▶ REQUIRED WORK:
Bring together all lines from the listing below that contain the string "await".

▶ DATA FOR THIS TASK:

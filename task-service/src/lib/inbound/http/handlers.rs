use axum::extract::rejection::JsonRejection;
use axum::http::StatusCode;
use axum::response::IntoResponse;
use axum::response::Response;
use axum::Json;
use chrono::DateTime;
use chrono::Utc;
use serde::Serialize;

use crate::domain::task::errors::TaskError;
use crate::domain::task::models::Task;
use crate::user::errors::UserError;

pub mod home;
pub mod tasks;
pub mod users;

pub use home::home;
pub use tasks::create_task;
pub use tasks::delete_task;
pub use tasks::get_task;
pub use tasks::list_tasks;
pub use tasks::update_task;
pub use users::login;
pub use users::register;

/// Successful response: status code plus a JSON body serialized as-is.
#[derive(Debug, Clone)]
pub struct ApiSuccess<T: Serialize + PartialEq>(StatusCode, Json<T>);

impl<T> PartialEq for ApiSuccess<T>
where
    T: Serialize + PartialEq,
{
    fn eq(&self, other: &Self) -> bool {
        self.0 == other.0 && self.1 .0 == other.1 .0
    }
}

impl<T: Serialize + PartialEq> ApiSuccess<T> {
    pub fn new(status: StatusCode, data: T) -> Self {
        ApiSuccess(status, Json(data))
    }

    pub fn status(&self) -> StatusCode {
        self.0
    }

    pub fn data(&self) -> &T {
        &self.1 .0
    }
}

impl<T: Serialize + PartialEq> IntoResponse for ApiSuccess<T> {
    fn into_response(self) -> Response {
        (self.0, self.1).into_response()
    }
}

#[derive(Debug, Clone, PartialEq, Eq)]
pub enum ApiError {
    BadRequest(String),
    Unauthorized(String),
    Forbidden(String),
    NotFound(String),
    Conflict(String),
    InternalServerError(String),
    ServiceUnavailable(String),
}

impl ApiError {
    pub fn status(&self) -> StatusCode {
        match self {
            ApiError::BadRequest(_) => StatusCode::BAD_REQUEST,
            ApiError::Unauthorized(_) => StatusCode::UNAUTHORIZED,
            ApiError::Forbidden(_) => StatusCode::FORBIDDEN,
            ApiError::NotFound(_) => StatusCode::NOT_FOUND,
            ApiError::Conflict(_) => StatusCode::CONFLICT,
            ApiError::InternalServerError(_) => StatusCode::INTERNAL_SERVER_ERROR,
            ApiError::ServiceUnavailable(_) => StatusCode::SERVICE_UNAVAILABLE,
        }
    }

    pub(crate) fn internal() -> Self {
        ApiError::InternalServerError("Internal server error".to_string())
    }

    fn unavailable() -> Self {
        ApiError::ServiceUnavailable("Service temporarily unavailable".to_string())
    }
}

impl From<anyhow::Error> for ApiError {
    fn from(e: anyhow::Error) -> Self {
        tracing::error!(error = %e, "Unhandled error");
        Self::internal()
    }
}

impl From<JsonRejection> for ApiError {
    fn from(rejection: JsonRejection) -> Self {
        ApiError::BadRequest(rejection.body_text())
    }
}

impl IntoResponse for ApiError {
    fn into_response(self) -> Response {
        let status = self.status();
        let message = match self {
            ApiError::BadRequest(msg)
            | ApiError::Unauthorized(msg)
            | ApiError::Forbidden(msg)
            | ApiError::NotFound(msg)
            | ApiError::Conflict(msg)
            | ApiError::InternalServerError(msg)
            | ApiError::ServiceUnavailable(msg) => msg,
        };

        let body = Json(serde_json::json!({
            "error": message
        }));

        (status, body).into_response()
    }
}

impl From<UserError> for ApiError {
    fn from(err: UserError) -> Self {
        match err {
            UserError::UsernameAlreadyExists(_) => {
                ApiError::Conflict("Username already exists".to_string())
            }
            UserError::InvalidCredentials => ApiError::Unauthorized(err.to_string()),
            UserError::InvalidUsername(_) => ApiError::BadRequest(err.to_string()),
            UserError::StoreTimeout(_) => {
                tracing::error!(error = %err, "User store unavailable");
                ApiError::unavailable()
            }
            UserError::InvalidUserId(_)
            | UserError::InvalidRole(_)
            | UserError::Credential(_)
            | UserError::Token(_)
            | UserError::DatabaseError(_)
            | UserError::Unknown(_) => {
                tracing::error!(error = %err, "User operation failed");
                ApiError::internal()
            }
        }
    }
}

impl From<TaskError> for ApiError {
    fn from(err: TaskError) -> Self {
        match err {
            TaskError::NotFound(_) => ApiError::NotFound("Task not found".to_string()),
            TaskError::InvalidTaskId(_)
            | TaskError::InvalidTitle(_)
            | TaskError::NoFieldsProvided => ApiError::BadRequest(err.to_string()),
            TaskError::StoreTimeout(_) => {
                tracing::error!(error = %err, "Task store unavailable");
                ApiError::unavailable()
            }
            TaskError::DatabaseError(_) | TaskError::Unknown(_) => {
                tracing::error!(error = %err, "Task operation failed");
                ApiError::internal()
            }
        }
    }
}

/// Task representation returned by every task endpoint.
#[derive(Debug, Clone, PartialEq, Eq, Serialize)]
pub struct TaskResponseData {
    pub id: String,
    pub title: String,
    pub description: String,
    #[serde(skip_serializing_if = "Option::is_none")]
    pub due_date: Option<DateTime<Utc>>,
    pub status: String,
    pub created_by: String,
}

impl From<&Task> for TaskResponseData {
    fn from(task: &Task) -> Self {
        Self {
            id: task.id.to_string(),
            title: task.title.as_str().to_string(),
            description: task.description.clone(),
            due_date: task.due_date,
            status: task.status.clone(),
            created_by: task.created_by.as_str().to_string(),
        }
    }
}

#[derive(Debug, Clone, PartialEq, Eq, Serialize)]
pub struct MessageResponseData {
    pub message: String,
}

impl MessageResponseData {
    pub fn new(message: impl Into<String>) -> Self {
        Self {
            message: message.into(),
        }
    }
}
--
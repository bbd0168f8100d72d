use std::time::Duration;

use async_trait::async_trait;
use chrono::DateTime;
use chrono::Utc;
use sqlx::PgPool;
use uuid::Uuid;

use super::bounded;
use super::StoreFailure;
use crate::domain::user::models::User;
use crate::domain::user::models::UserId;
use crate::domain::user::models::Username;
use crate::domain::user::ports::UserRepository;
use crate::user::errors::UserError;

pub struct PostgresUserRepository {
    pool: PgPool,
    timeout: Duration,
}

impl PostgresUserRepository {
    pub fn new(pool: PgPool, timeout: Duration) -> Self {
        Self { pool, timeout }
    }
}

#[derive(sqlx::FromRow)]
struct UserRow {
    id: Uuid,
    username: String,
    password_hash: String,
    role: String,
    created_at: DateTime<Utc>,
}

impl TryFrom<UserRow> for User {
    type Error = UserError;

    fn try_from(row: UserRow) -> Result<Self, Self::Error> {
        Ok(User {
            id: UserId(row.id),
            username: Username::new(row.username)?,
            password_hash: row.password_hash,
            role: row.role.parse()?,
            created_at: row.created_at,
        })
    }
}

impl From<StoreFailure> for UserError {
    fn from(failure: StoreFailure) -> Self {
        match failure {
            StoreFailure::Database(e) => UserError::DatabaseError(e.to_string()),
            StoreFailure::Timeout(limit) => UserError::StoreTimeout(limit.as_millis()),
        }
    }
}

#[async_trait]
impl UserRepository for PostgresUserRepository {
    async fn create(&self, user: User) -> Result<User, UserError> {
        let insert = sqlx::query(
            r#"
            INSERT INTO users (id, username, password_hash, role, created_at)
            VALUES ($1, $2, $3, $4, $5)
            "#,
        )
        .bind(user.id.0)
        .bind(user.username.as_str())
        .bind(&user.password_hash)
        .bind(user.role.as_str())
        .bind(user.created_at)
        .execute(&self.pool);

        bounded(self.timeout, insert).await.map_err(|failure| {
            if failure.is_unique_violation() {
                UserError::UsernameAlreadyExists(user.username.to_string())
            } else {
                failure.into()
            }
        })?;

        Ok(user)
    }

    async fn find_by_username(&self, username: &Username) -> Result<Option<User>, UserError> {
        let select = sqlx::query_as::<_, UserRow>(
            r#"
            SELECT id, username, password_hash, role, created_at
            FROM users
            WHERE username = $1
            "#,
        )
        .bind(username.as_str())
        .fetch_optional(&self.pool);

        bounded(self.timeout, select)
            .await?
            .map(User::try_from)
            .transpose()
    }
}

▶ SOLUTION:
        bounded(self.timeout, insert).await.map_err(|failure| {
            .await?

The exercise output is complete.